> **What you should do**: Read the data and repeat all of it exactly.

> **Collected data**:
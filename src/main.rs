use std::path::PathBuf;
use std::sync::atomic::{AtomicUsize, Ordering};
use std::sync::Arc;
use std::time::Duration;

use edge_preview_lib::pipeline::{CapturedFrame, DisplaySink, ErrorCallback, FrameWorker};
use edge_preview_lib::settings::store::SettingsStore;
use edge_preview_lib::{runtime, FrameError, FrameGeometry, FrameProcessor};
use tracing::{debug, error, info};
use tracing_subscriber::EnvFilter;

const WIDTH: u32 = 320;
const HEIGHT: u32 = 240;
// Padded rows, as camera HALs commonly deliver them
const Y_ROW_STRIDE: usize = 336;
const UV_ROW_STRIDE: usize = 176;
const SQUARE: usize = 64;
const FRAME_COUNT: u64 = 90;
const FRAME_INTERVAL: Duration = Duration::from_millis(33);

/// Synthetic I420 frame: a bright square sliding across a dark background.
fn synthetic_frame(index: u64) -> Result<CapturedFrame, FrameError> {
    let geometry = FrameGeometry::new(WIDTH, HEIGHT, Y_ROW_STRIDE, UV_ROW_STRIDE)?;
    let mut y = vec![40u8; geometry.required_y_len()];

    let offset = (index as usize * 4) % (WIDTH as usize - SQUARE);
    let top = (HEIGHT as usize - SQUARE) / 2;
    for row in top..top + SQUARE {
        let start = row * Y_ROW_STRIDE + offset;
        y[start..start + SQUARE].fill(220);
    }

    let chroma = vec![128u8; geometry.required_uv_len()];
    Ok(CapturedFrame::new(
        y,
        chroma.clone(),
        chroma,
        geometry,
        index * 33_333,
    ))
}

fn main() -> Result<(), Box<dyn std::error::Error>> {
    tracing_subscriber::fmt()
        .with_env_filter(
            EnvFilter::try_from_default_env().unwrap_or_else(|_| EnvFilter::new("info")),
        )
        .compact()
        .init();

    info!("{}", runtime::init());

    let settings_path = std::env::args()
        .nth(1)
        .map(PathBuf::from)
        .unwrap_or_else(|| PathBuf::from("edge-preview.json"));
    let settings = SettingsStore::new(settings_path).load()?;
    info!(
        "mode={} thresholds={}/{}",
        settings.mode, settings.low_threshold, settings.high_threshold
    );

    let edge_pixels = Arc::new(AtomicUsize::new(0));
    let sink: DisplaySink = {
        let edge_pixels = Arc::clone(&edge_pixels);
        Arc::new(move |buffer| {
            let lit = buffer.as_bytes().chunks_exact(4).filter(|p| p[0] > 0).count();
            edge_pixels.fetch_add(lit, Ordering::Relaxed);
            debug!("displayed {}x{} frame, {lit} lit pixels", buffer.width(), buffer.height());
        })
    };
    let on_error: ErrorCallback = Arc::new(|msg| error!("frame failed: {msg}"));

    let mut worker = FrameWorker::start(FrameProcessor::new(settings)?, sink, Some(on_error))?;
    for index in 0..FRAME_COUNT {
        worker.submit(synthetic_frame(index)?);
        std::thread::sleep(FRAME_INTERVAL);
    }
    worker.stop();

    let snapshot = worker.diagnostics();
    info!(
        "processed {} frames, dropped {}, {} lit pixels total",
        snapshot.frame_count,
        snapshot.drop_count,
        edge_pixels.load(Ordering::Relaxed)
    );
    println!("{}", serde_json::to_string_pretty(&snapshot)?);
    Ok(())
}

> **The completed task**:
filename src/main.rs
use std::path::PathBuf;
use std::sync::atomic::{AtomicUsize, Ordering};
use std::sync::Arc;
use std::time::Duration;

use edge_preview_lib::pipeline::{CapturedFrame, DisplaySink, ErrorCallback, FrameWorker};
use edge_preview_lib::settings::store::SettingsStore;
use edge_preview_lib::{runtime, FrameError, FrameGeometry, FrameProcessor};
use tracing::{debug, error, info};
use tracing_subscriber::EnvFilter;

const WIDTH: u32 = 320;
const HEIGHT: u32 = 240;
// Padded rows, as camera HALs commonly deliver them
const Y_ROW_STRIDE: usize = 336;
const UV_ROW_STRIDE: usize = 176;
const SQUARE: usize = 64;
const FRAME_COUNT: u64 = 90;
const FRAME_INTERVAL: Duration = Duration::from_millis(33);

/// Synthetic I420 frame: a bright square sliding across a dark background.
fn synthetic_frame(index: u64) -> Result<CapturedFrame, FrameError> {
    let geometry = FrameGeometry::new(WIDTH, HEIGHT, Y_ROW_STRIDE, UV_ROW_STRIDE)?;
    let mut y = vec![40u8; geometry.required_y_len()];

    let offset = (index as usize * 4) % (WIDTH as usize - SQUARE);
    let top = (HEIGHT as usize - SQUARE) / 2;
    for row in top..top + SQUARE {
        let start = row * Y_ROW_STRIDE + offset;
        y[start..start + SQUARE].fill(220);
    }

    let chroma = vec![128u8; geometry.required_uv_len()];
    Ok(CapturedFrame::new(
        y,
        chroma.clone(),
        chroma,
        geometry,
        index * 33_333,
    ))
}

fn main() -> Result<(), Box<dyn std::error::Error>> {
    tracing_subscriber::fmt()
        .with_env_filter(
            EnvFilter::try_from_default_env().unwrap_or_else(|_| EnvFilter::new("info")),
        )
        .compact()
        .init();

    info!("{}", runtime::init());

    let settings_path = std::env::args()
        .nth(1)
        .map(PathBuf::from)
        .unwrap_or_else(|| PathBuf::from("edge-preview.json"));
    let settings = SettingsStore::new(settings_path).load()?;
    info!(
        "mode={} thresholds={}/{}",
        settings.mode, settings.low_threshold, settings.high_threshold
    );

    let edge_pixels = Arc::new(AtomicUsize::new(0));
    let sink: DisplaySink = {
        let edge_pixels = Arc::clone(&edge_pixels);
        Arc::new(move |buffer| {
            let lit = buffer.as_bytes().chunks_exact(4).filter(|p| p[0] > 0).count();
            edge_pixels.fetch_add(lit, Ordering::Relaxed);
            debug!("displayed {}x{} frame, {lit} lit pixels", buffer.width(), buffer.height());
        })
    };
    let on_error: ErrorCallback = Arc::new(|msg| error!("frame failed: {msg}"));

    let mut worker = FrameWorker::start(FrameProcessor::new(settings)?, sink, Some(on_error))?;
    for index in 0..FRAME_COUNT {
        worker.submit(synthetic_frame(index)?);
        std::thread::sleep(FRAME_INTERVAL);
    }
    worker.stop();

    let snapshot = worker.diagnostics();
    info!(
        "processed {} frames, dropped {}, {} lit pixels total",
        snapshot.frame_count,
        snapshot.drop_count,
        edge_pixels.load(Ordering::Relaxed)
    );
    println!("{}", serde_json::to_string_pretty(&snapshot)?);
    Ok(())
}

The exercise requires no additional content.